The week, week before and Da's MoMo:(s)

If you haven't checked out the blog intro click here.
Brief intro to MoMo:
If you want to sleep, do so where I can’t see you” 
Quote of the day. (SolidMecha Prof) referring to my Korean classmate who was dozing in the fore bench.How nice of him.

I have to say the week before and the current one has been monumental. There was this big “thing” about getting another issue of Quill (our mag) out, moving into newer dorm (details down) and sorting out my classes for good. The new semester has finally begun, bringing in new hope, new life and new students (rumors are that there’s a novice undergraduate Nepali student. That would be nice). Thankfully, there are now more people than animals in and around the university.

Moving was a big pain in the ass, however, with people around you ready to help, it wasn’t that bad. And as some of them had professional gym training, my “move out” boxes were as light as my belly. Unpacking was disappointingly lonesome though. Everyone had to do their own.

Writing this blog in a new place, in a different ambience is clearly not helping my writing. My cozy bed keeps staring at me and I stare it back and so forth. I spend most of the time on top of it so the poor table stares back in pure disgust.  Many of those who had the opportunity to drink Mongolian vodka over can duly agree with me. I still have some if you want. (Danny, saved some for you. We can do that over your Hindi assignments)

I am not complaining, but most of you would find getting up most difficult. Let me correct. All of us find it difficult. But what’s more frustrating is when you finally have the balls to get on your feet early in the morning and find the restroom occupied. YES. We have only one here. Six people have the luxury of having a bite off that tasty shiny square tiles. The balcony is GREAT though. You can just shout and nobody gives a shit.
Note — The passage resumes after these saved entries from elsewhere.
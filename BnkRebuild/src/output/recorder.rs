//! Recording writer
//!
//! Builds the playlist as a tree of [`PlaylistNode`] values plus an indented
//! info log of the traversal.

use serde::Serialize;

use super::{
    GameSync, GameSyncParams, GroupKind, PathCollector, PlaylistWriter, SegmentTransition,
};
use crate::rebuild::{FieldRef, NodeConfig, Sound, Stinger};
use crate::tree::{NodeId, NodeRef, NodeTree};

/// A rendered playlist item.
#[derive(Debug, Clone, PartialEq, Serialize)]
#[serde(tag = "type", rename_all = "lowercase")]
pub enum PlaylistNode {
    Group {
        kind: GroupKind,
        #[serde(skip_serializing_if = "NodeConfig::is_default")]
        config: NodeConfig,
        #[serde(skip_serializing_if = "Option::is_none")]
        transition: Option<SegmentTransition>,
        #[serde(skip_serializing_if = "std::ops::Not::not")]
        silenced: bool,
        children: Vec<PlaylistNode>,
    },
    Sound {
        sound: Sound,
        #[serde(skip_serializing_if = "NodeConfig::is_default")]
        config: NodeConfig,
        #[serde(skip_serializing_if = "std::ops::Not::not")]
        silenced: bool,
    },
}

impl PlaylistNode {
    /// Group kind, `None` for sounds.
    pub fn kind(&self) -> Option<GroupKind> {
        match self {
            PlaylistNode::Group { kind, .. } => Some(*kind),
            PlaylistNode::Sound { .. } => None,
        }
    }

    pub fn children(&self) -> &[PlaylistNode] {
        match self {
            PlaylistNode::Group { children, .. } => children,
            PlaylistNode::Sound { .. } => &[],
        }
    }

    pub fn config(&self) -> &NodeConfig {
        match self {
            PlaylistNode::Group { config, .. } | PlaylistNode::Sound { config, .. } => config,
        }
    }

    pub fn is_silenced(&self) -> bool {
        match self {
            PlaylistNode::Group { silenced, .. } | PlaylistNode::Sound { silenced, .. } => {
                *silenced
            }
        }
    }

    /// All sounds under this item, in playlist order.
    pub fn sounds(&self) -> Vec<&Sound> {
        let mut out = Vec::new();
        let mut stack = vec![self];
        while let Some(item) = stack.pop() {
            match item {
                PlaylistNode::Group { children, .. } => stack.extend(children.iter().rev()),
                PlaylistNode::Sound { sound, .. } => out.push(sound),
            }
        }
        out
    }
}

/// One finished render of a root.
#[derive(Debug, Clone, Default, Serialize)]
pub struct Recording {
    /// Root node rendered.
    #[serde(skip_serializing_if = "Option::is_none")]
    pub root: Option<NodeId>,
    /// Root object name.
    pub name: String,
    /// Stable id of the root (the trigger id for stingers).
    #[serde(skip_serializing_if = "Option::is_none")]
    pub sid: Option<u32>,
    /// Stinger being rendered, if any.
    #[serde(skip_serializing_if = "Option::is_none")]
    pub stinger: Option<Stinger>,
    /// Root-level config.
    #[serde(skip_serializing_if = "NodeConfig::is_default")]
    pub config: NodeConfig,
    /// Game sync context used.
    pub params: GameSyncParams,
    /// Game syncs that selected branches along the way.
    #[serde(skip_serializing_if = "Vec::is_empty")]
    pub gamesyncs: Vec<GameSync>,
    /// Top-level playlist items.
    pub items: Vec<PlaylistNode>,
    /// Indented traversal log.
    #[serde(skip_serializing_if = "Vec::is_empty")]
    pub info: Vec<String>,
}

impl Recording {
    /// All sounds in the playlist.
    pub fn sounds(&self) -> Vec<&Sound> {
        self.items.iter().flat_map(PlaylistNode::sounds).collect()
    }

    pub fn is_empty(&self) -> bool {
        self.items.is_empty()
    }
}

/// Writer that records everything it's given.
#[derive(Debug, Default)]
pub struct PlaylistRecorder {
    recording: Recording,
    paths: PathCollector,
    stack: Vec<PlaylistNode>,
    pending_silence: bool,
    depth: usize,
}

impl PlaylistRecorder {
    /// Recorder rendering under `params` (empty to collect alternatives).
    #[must_use]
    pub fn new(params: GameSyncParams) -> Self {
        Self {
            recording: Recording {
                params,
                ..Recording::default()
            },
            ..Self::default()
        }
    }

    /// Finish and split into the playlist and collected alternatives.
    #[must_use]
    pub fn finish(mut self) -> (Recording, PathCollector) {
        while !self.stack.is_empty() {
            self.group_done();
        }
        (self.recording, self.paths)
    }

    fn attach(&mut self, item: PlaylistNode) {
        match self.stack.last_mut() {
            Some(PlaylistNode::Group { children, .. }) => children.push(item),
            _ => self.recording.items.push(item),
        }
    }

    fn log(&mut self, line: &str) {
        let indent = "  ".repeat(self.depth);
        self.recording.info.push(format!("{indent}{line}"));
    }
}

fn own_sid(node: NodeRef<'_>) -> Option<u32> {
    node.children()
        .find(|c| c.type_name() == "sid")
        .and_then(NodeRef::value_u32)
}

fn describe_field(tree: &NodeTree, field: &FieldRef) -> Option<String> {
    let show = |id: NodeId| -> Option<String> {
        let node = tree.get(id)?;
        let value = node.value().map(ToString::to_string).unwrap_or_default();
        Some(format!("{}={value}", node.name()))
    };
    let value_of = |id: Option<NodeId>| -> String {
        id.and_then(|id| tree.get(id))
            .and_then(NodeRef::value)
            .map(ToString::to_string)
            .unwrap_or_default()
    };
    let label = |id: NodeId| -> Option<String> {
        let node = tree.get(id)?;
        Some(node.attr("valuefmt").map_or_else(
            || value_of(Some(id)),
            str::to_string,
        ))
    };

    match *field {
        FieldRef::Single(id) => show(id),
        FieldRef::Keyed { key, value } => Some(format!("{}={}", label(key)?, value_of(Some(value)))),
        FieldRef::Ranged { key, min, max } => Some(format!(
            "{}={}..{}",
            label(key)?,
            value_of(min),
            value_of(max)
        )),
    }
}

impl PlaylistWriter for PlaylistRecorder {
    fn begin(&mut self, root: NodeRef<'_>, config: &NodeConfig, stinger: Option<&Stinger>) {
        self.recording.root = Some(root.id());
        self.recording.name = root.name().to_string();
        self.recording.sid = stinger.map(|s| s.trigger_id).or_else(|| own_sid(root));
        self.recording.stinger = stinger.cloned();
        self.recording.config = config.clone();
    }

    fn group(
        &mut self,
        kind: GroupKind,
        _children: usize,
        config: &NodeConfig,
        transition: Option<&SegmentTransition>,
    ) {
        let silenced = std::mem::take(&mut self.pending_silence);
        self.stack.push(PlaylistNode::Group {
            kind,
            config: config.clone(),
            transition: transition.copied(),
            silenced,
            children: Vec::new(),
        });
    }

    fn group_done(&mut self) {
        let Some(group) = self.stack.pop() else {
            tracing::debug!("Closing group without an open one");
            return;
        };
        self.attach(group);
    }

    fn source_sound(&mut self, sound: &Sound, config: &NodeConfig) {
        let silenced = std::mem::take(&mut self.pending_silence);
        self.attach(PlaylistNode::Sound {
            sound: sound.clone(),
            config: config.clone(),
            silenced,
        });
    }

    fn set_silenced(&mut self) {
        self.pending_silence = true;
    }

    fn info_next(&mut self, node: NodeRef<'_>, fields: &[FieldRef]) {
        let mut line = node.name().to_string();
        if let Some(sid) = own_sid(node) {
            line.push_str(&format!(" {sid}"));
        }
        let described: Vec<String> = fields
            .iter()
            .filter_map(|f| describe_field(node.tree(), f))
            .collect();
        if !described.is_empty() {
            line.push_str(&format!(" ({})", described.join(", ")));
        }
        self.log(&line);
        self.depth += 1;
    }

    fn info_done(&mut self) {
        self.depth = self.depth.saturating_sub(1);
    }

    fn info_gamesync(&mut self, gamesync: GameSync) {
        self.recording.gamesyncs.push(gamesync);
        self.log(&format!("* {gamesync}"));
    }

    fn info_source(&mut self, sound: &Sound) {
        let line = match &sound.source {
            None => "source: silence".to_string(),
            Some(source) => match &source.media {
                Some(media) => format!(
                    "source: {} ({} #{})",
                    source.source_id, media.bank, media.index
                ),
                None if source.is_in_bank() => format!("source: {} (not found)", source.source_id),
                None => format!("source: {} (streamed)", source.source_id),
            },
        };
        self.log(&line);
    }

    fn params(&self) -> &GameSyncParams {
        &self.recording.params
    }

    fn paths(&mut self) -> &mut PathCollector {
        &mut self.paths
    }
}

#[cfg(test)]
mod tests {
    use super::*;
    use crate::tree::RawNode;
    use pretty_assertions::assert_eq;

    fn silence() -> Sound {
        let mut tree = NodeTree::new();
        let node = tree.add_bank("a.bnk", RawNode::object("CAkSound"));
        Sound::silence(node, false)
    }

    #[test]
    fn test_groups_nest() {
        let mut rec = PlaylistRecorder::new(GameSyncParams::new());
        let config = NodeConfig::default();
        rec.group_layer(2, &config);
        rec.group_single(&config);
        rec.source_sound(&silence(), &config);
        rec.group_done();
        rec.source_sound(&silence(), &config);
        rec.group_done();

        let (recording, paths) = rec.finish();
        assert!(paths.is_empty());
        assert_eq!(recording.items.len(), 1);
        let layer = &recording.items[0];
        assert_eq!(layer.kind(), Some(GroupKind::Layer));
        assert_eq!(layer.children().len(), 2);
        assert_eq!(layer.children()[0].kind(), Some(GroupKind::Single));
        assert_eq!(recording.sounds().len(), 2);
    }

    #[test]
    fn test_silence_applies_to_next_item_only() {
        let mut rec = PlaylistRecorder::new(GameSyncParams::new());
        let config = NodeConfig::default();
        rec.set_silenced();
        rec.group_layer(1, &config);
        rec.source_sound(&silence(), &config);
        rec.group_done();

        let (recording, _) = rec.finish();
        assert!(recording.items[0].is_silenced());
        assert!(!recording.items[0].children()[0].is_silenced());
    }

    #[test]
    fn test_finish_closes_open_groups() {
        let mut rec = PlaylistRecorder::new(GameSyncParams::new());
        rec.group_sequence(3, &NodeConfig::default());
        rec.group_random(3, &NodeConfig::default());
        let (recording, _) = rec.finish();
        assert_eq!(recording.items.len(), 1);
        assert_eq!(recording.items[0].children().len(), 1);
    }

    #[test]
    fn test_info_log_is_indented() {
        let mut tree = NodeTree::new();
        let root = tree.add_bank(
            "a.bnk",
            RawNode::object("CAkSound")
                .with_child(RawNode::sid(42))
                .with_child(RawNode::field("Loop", "u16", 0)),
        );
        let node = tree.node(root).unwrap();
        let nloop = node.child("Loop").unwrap();

        let mut rec = PlaylistRecorder::new(GameSyncParams::new());
        rec.info_next(node, &[FieldRef::Single(nloop.id())]);
        rec.info_source(&silence());
        rec.info_done();

        let (recording, _) = rec.finish();
        assert_eq!(
            recording.info,
            vec!["CAkSound 42 (Loop=0)".to_string(), "  source: silence".to_string()]
        );
    }
}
Having had said all this, I will try to steer it back to where it matters. But this time it is going to be slightly personal.

I have had a lot of MoMos to eat. Whether they were from over the wall, under it, from the weirdest looking bhattis, the most rural of places to the most celebrated once, all were deemed worthless after that one moment of pure bliss. That very moment when I took a bite off Da’s MoMo:

Let me give you an introduction of Da. He loves eating. Moreover, he loves cooking (for others). He was the one who taught me to “eat”. He was the one who scared the shit out of me. He was the one who made us(throw my poor sis in the mix) massage his hands, back and toe while he gently fell asleep. He was the one I had the most arguments with. He is the one who never stops making fun of me (he takes intense pleasure in doing so. His kale face says it all).He is also the one who apparently says he makes the best momos that human kind has ever tasted. Obviously, I want to disagree……..but I can’t.

Over the years, he has been able to experiment, taste and refine the perfect meat to fat ratio (which I haven’t discussed here due to possible copyright issues), find the perfect Achar (or Sauce), make the right dough (he has a very interesting dough making technique which I never thought was possible), drive it through an inch perfect “bellne” machine (the one which we use to make pastas), construct the perfect shape MoMo: so that the fat juices get retained and even the perfect temperature and timing. You have got to give it to him. Whats more? with all this effort, comes a time where the way you eat is just as important. Hot, steaming, you dip it wholly into the sauce(gives the outer flavor), take a long breath (sprinkle some cool air if you like) and eat it whole. That moment just kills you right there. Its like fireworks demonstration over the Harbor Bridge only that its happening inside your mouth. And with chiso beer to cool it all down, things CANNOT get better than that. Sorry, if I got a little emotional there.

Having said all this, I will probably never say this right before him, even if I end up getting drunk (done weird things). But dear old MoMo: God, you have surely sent an angel down.